The use of bioprosthetic valves has markedly increased in Japan [6]. Most patients who opt for prosthetic valves are informed about receiving or expect to receive ViV (SAVR in TAVR) in the future [23]. However, there are limited long-term data on ViV (SAVR in TAVR). A multicenter study with 1,006 ViV TAVR patients recently showed that these patients have an 8-year survival rate of only 38% [24]. Additionally, SAVR with a bioprosthetic valve may not be an optimal treatment choice unless there are no complications including additional treatment such as ViV for at least 15 years. Moreover, comparison with data such as that presented in this study is essential for the evaluation of long-term outcomes.

Our study has the inherent limitations of a single-institution retrospective study and was subject to selection bias. We could not compensate for the bias in patient selection by employing propensity matching to compare patients with similar backgrounds due to the small sample size.

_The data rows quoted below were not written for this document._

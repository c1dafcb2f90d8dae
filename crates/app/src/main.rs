//! `flashcards` - study and manage flashcard decks from the terminal.

#![forbid(unsafe_code)]

use std::io::{self, Write};

use anyhow::{Context, Result};
use clap::Parser;
use flash_core::model::{Card, CardDraft, Session};
use services::AppServices;

use app::cli::{Cli, Command, Credentials, UserDeckAction};
use app::db::{normalize_sqlite_url, prepare_sqlite_file};
use app::study_loop::{StudyOutcome, run_study};
use app::{AppConfig, init_logging};

const DEMO_CARDS: [(&str, &str); 4] = [
    ("What is the capital of France?", "Paris"),
    ("How many legs does a spider have?", "8"),
    ("What is the chemical symbol for gold?", "Au"),
    ("Which planet is known as the red planet?", "Mars"),
];

#[tokio::main]
async fn main() -> Result<()> {
    let cli = Cli::parse();
    init_logging(cli.verbosity());

    let config = AppConfig::load_from(cli.config.as_deref()).context("loading configuration")?;
    let raw_url = cli.db.as_deref().unwrap_or(&config.storage.database_url);
    let db_url = normalize_sqlite_url(raw_url);
    prepare_sqlite_file(&db_url)?;
    tracing::debug!(db_url = %db_url, "opening database");

    let services = AppServices::new_sqlite(&db_url, config.auth)
        .await
        .with_context(|| format!("opening {db_url}"))?;

    match cli.command {
        Command::Study(login) => study(&services, &login).await,
        Command::AddCard {
            login,
            question,
            answer,
        } => {
            let session = login_as(&services, &login)?;
            let cards = services
                .cards()
                .add_shared_card(&session, CardDraft::new(question, answer))
                .await?;
            println!("Added card #{} to the shared deck.", cards.len());
            services.auth().logout(session);
            Ok(())
        }
        Command::Cards(login) => {
            let session = login_as(&services, &login)?;
            let cards = services.cards().list_shared_cards().await?;
            print_cards(&cards);
            services.auth().logout(session);
            Ok(())
        }
        Command::AddUser { login, name } => {
            let session = login_as(&services, &login)?;
            let users = services.users().add_user(&session, &name).await?;
            println!("Registered {} ({} users).", name.trim().to_lowercase(), users.len());
            services.auth().logout(session);
            Ok(())
        }
        Command::Users(login) => {
            let session = login_as(&services, &login)?;
            let users = services.users().list_users(&session).await?;
            if users.is_empty() {
                println!("No users registered.");
            }
            for user in &users {
                println!("{user}");
            }
            services.auth().logout(session);
            Ok(())
        }
        Command::UserDeck {
            login,
            owner,
            action,
        } => {
            let session = login_as(&services, &login)?;
            let decks = services.user_decks();
            let cards = match action {
                UserDeckAction::List => decks.list(&session, &owner).await?,
                UserDeckAction::Add { question, answer } => {
                    decks
                        .add_card(&session, &owner, CardDraft::new(question, answer))
                        .await?
                }
                UserDeckAction::Delete { index } => {
                    decks.delete_card(&session, &owner, index).await?
                }
            };
            print_cards(&cards);
            services.auth().logout(session);
            Ok(())
        }
        Command::Seed(login) => {
            let session = login_as(&services, &login)?;
            let mut total = 0;
            for (question, answer) in DEMO_CARDS {
                total = services
                    .cards()
                    .add_shared_card(&session, CardDraft::new(question, answer))
                    .await?
                    .len();
            }
            println!("Seeded {} cards; the shared deck now has {total}.", DEMO_CARDS.len());
            services.auth().logout(session);
            Ok(())
        }
    }
}

fn login_as(services: &AppServices, login: &Credentials) -> Result<Session> {
    let session = services
        .auth()
        .login(&login.user, &login.password, login.role)?;
    Ok(session)
}

async fn study(services: &AppServices, login: &Credentials) -> Result<()> {
    let session = login_as(services, login)?;
    let study_service = services.study();
    let mut study = study_service.start(session).await?;
    println!(
        "Welcome, {}! Type `h` for commands.",
        study.session().username()
    );

    let stdin = io::stdin();
    let mut stdout = io::stdout();
    let outcome = run_study(&study_service, &mut study, stdin.lock(), &mut stdout).await?;
    stdout.flush()?;

    if outcome == StudyOutcome::Quit {
        println!("Goodbye.");
    }
    services.auth().logout(study.into_session());
    Ok(())
}

fn print_cards(cards: &[Card]) {
    if cards.is_empty() {
        println!("No flashcards yet.");
        return;
    }
    for (index, card) in cards.iter().enumerate() {
        println!("{index:>3}. {}  ->  {}", card.question(), card.answer());
    }
}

Therefore, further multicenter clinical studies involving patients with similar backgrounds are warranted. Due to the small number of events, hemodialysis was a positive predictor through Cox proportional hazards regression analysis for mortality. Thus, long-term observation is warranted.

Conclusion

We reported the long-term outcomes following AVR in 170 patients aged < 60 years. Contrary to the recent trend, a high proportion of mechanical valves were used; however, the early- and long-term outcomes were acceptable. Valve selection was deemed acceptable according to the recommendations proposed by the Japanese guidelines.